### Exercise
Set all the entries down once more, with nothing altered.

==== Source material

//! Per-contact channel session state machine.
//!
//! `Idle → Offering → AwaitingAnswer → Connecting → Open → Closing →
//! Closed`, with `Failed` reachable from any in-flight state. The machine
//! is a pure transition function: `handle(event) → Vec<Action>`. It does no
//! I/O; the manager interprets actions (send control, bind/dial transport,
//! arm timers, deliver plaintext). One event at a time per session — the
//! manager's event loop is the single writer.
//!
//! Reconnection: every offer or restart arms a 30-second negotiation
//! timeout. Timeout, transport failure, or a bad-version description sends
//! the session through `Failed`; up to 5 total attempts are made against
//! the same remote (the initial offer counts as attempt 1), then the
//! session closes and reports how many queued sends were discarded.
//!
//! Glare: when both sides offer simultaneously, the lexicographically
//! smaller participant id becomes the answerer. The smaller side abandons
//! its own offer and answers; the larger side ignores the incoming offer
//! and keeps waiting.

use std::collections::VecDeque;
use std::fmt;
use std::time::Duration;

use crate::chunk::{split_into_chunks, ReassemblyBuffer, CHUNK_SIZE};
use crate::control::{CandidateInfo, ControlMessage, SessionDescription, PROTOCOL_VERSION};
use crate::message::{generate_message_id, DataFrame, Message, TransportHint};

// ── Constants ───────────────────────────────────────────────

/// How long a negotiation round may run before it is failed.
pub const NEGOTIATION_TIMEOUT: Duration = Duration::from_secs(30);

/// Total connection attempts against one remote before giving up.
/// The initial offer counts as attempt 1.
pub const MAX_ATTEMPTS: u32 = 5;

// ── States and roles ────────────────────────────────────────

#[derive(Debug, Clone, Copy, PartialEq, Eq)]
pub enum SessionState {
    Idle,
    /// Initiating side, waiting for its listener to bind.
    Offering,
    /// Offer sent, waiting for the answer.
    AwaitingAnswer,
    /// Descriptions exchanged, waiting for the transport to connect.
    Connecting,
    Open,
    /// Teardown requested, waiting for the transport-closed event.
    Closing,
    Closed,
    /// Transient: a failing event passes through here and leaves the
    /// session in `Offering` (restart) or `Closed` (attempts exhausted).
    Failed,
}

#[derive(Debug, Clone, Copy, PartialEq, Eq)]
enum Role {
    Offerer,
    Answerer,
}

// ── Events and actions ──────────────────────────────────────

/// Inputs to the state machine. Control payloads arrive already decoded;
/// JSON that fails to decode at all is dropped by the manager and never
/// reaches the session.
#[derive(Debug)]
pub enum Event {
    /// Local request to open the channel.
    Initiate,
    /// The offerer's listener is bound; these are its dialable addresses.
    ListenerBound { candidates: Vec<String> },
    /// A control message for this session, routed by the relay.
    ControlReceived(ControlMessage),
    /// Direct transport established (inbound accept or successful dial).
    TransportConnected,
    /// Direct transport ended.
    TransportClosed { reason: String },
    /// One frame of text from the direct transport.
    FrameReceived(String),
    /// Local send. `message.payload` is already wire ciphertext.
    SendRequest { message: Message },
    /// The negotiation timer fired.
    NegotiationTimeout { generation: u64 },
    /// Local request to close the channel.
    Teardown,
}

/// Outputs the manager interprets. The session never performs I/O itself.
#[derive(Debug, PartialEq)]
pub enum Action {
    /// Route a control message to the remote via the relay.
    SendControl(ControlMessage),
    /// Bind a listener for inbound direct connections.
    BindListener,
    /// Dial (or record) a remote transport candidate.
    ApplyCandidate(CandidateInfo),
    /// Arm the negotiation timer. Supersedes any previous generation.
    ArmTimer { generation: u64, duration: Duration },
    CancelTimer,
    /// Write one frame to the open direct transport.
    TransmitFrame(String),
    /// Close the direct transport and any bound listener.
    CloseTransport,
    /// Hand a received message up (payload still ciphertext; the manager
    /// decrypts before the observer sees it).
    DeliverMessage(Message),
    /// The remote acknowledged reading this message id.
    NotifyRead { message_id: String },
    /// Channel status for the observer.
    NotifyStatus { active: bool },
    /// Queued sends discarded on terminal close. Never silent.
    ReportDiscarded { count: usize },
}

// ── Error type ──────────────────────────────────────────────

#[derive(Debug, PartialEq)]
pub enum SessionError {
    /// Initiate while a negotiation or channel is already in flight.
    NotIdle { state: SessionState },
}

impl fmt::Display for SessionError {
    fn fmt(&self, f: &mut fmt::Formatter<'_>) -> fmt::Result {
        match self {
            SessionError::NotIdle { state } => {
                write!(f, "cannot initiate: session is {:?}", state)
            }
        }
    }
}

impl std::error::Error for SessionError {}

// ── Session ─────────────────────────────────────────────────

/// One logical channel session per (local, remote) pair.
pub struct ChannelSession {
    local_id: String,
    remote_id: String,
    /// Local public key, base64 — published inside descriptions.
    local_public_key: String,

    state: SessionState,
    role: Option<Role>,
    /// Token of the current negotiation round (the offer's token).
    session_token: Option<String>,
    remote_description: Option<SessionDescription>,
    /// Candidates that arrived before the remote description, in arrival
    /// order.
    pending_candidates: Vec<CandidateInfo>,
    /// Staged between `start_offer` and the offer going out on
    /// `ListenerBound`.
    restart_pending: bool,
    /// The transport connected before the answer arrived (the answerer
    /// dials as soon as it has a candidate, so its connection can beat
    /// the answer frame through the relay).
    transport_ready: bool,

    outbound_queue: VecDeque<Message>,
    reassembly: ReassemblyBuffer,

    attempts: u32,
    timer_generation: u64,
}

========

### Solution
//! Per-contact channel session state machine.
//!
//! `Idle → Offering → AwaitingAnswer → Connecting → Open → Closing →
//! Closed`, with `Failed` reachable from any in-flight state. The machine
//! is a pure transition function: `handle(event) → Vec<Action>`. It does no
//! I/O; the manager interprets actions (send control, bind/dial transport,
//! arm timers, deliver plaintext). One event at a time per session — the
//! manager's event loop is the single writer.
//!
//! Reconnection: every offer or restart arms a 30-second negotiation
//! timeout. Timeout, transport failure, or a bad-version description sends
//! the session through `Failed`; up to 5 total attempts are made against
//! the same remote (the initial offer counts as attempt 1), then the
//! session closes and reports how many queued sends were discarded.
//!
//! Glare: when both sides offer simultaneously, the lexicographically
//! smaller participant id becomes the answerer. The smaller side abandons
//! its own offer and answers; the larger side ignores the incoming offer
//! and keeps waiting.

use std::collections::VecDeque;
use std::fmt;
use std::time::Duration;

use crate::chunk::{split_into_chunks, ReassemblyBuffer, CHUNK_SIZE};
use crate::control::{CandidateInfo, ControlMessage, SessionDescription, PROTOCOL_VERSION};
use crate::message::{generate_message_id, DataFrame, Message, TransportHint};

// ── Constants ───────────────────────────────────────────────

/// How long a negotiation round may run before it is failed.
pub const NEGOTIATION_TIMEOUT: Duration = Duration::from_secs(30);

/// Total connection attempts against one remote before giving up.
/// The initial offer counts as attempt 1.
pub const MAX_ATTEMPTS: u32 = 5;

// ── States and roles ────────────────────────────────────────

#[derive(Debug, Clone, Copy, PartialEq, Eq)]
pub enum SessionState {
    Idle,
    /// Initiating side, waiting for its listener to bind.
    Offering,
    /// Offer sent, waiting for the answer.
    AwaitingAnswer,
    /// Descriptions exchanged, waiting for the transport to connect.
    Connecting,
    Open,
    /// Teardown requested, waiting for the transport-closed event.
    Closing,
    Closed,
    /// Transient: a failing event passes through here and leaves the
    /// session in `Offering` (restart) or `Closed` (attempts exhausted).
    Failed,
}

#[derive(Debug, Clone, Copy, PartialEq, Eq)]
enum Role {
    Offerer,
    Answerer,
}

// ── Events and actions ──────────────────────────────────────

/// Inputs to the state machine. Control payloads arrive already decoded;
/// JSON that fails to decode at all is dropped by the manager and never
/// reaches the session.
#[derive(Debug)]
pub enum Event {
    /// Local request to open the channel.
    Initiate,
    /// The offerer's listener is bound; these are its dialable addresses.
    ListenerBound { candidates: Vec<String> },
    /// A control message for this session, routed by the relay.
    ControlReceived(ControlMessage),
    /// Direct transport established (inbound accept or successful dial).
    TransportConnected,
    /// Direct transport ended.
    TransportClosed { reason: String },
    /// One frame of text from the direct transport.
    FrameReceived(String),
    /// Local send. `message.payload` is already wire ciphertext.
    SendRequest { message: Message },
    /// The negotiation timer fired.
    NegotiationTimeout { generation: u64 },
    /// Local request to close the channel.
    Teardown,
}

/// Outputs the manager interprets. The session never performs I/O itself.
#[derive(Debug, PartialEq)]
pub enum Action {
    /// Route a control message to the remote via the relay.
    SendControl(ControlMessage),
    /// Bind a listener for inbound direct connections.
    BindListener,
    /// Dial (or record) a remote transport candidate.
    ApplyCandidate(CandidateInfo),
    /// Arm the negotiation timer. Supersedes any previous generation.
    ArmTimer { generation: u64, duration: Duration },
    CancelTimer,
    /// Write one frame to the open direct transport.
    TransmitFrame(String),
    /// Close the direct transport and any bound listener.
    CloseTransport,
    /// Hand a received message up (payload still ciphertext; the manager
    /// decrypts before the observer sees it).
    DeliverMessage(Message),
    /// The remote acknowledged reading this message id.
    NotifyRead { message_id: String },
    /// Channel status for the observer.
    NotifyStatus { active: bool },
    /// Queued sends discarded on terminal close. Never silent.
    ReportDiscarded { count: usize },
}

// ── Error type ──────────────────────────────────────────────

#[derive(Debug, PartialEq)]
pub enum SessionError {
    /// Initiate while a negotiation or channel is already in flight.
    NotIdle { state: SessionState },
}

impl fmt::Display for SessionError {
    fn fmt(&self, f: &mut fmt::Formatter<'_>) -> fmt::Result {
        match self {
            SessionError::NotIdle { state } => {
                write!(f, "cannot initiate: session is {:?}", state)
            }
        }
    }
}

impl std::error::Error for SessionError {}

// ── Session ─────────────────────────────────────────────────

/// One logical channel session per (local, remote) pair.
pub struct ChannelSession {
    local_id: String,
    remote_id: String,
    /// Local public key, base64 — published inside descriptions.
    local_public_key: String,

    state: SessionState,
    role: Option<Role>,
    /// Token of the current negotiation round (the offer's token).
    session_token: Option<String>,
    remote_description: Option<SessionDescription>,
    /// Candidates that arrived before the remote description, in arrival
    /// order.
    pending_candidates: Vec<CandidateInfo>,
    /// Staged between `start_offer` and the offer going out on
    /// `ListenerBound`.
    restart_pending: bool,
    /// The transport connected before the answer arrived (the answerer
    /// dials as soon as it has a candidate, so its connection can beat
    /// the answer frame through the relay).
    transport_ready: bool,

    outbound_queue: VecDeque<Message>,
    reassembly: ReassemblyBuffer,

    attempts: u32,
    timer_generation: u64,
}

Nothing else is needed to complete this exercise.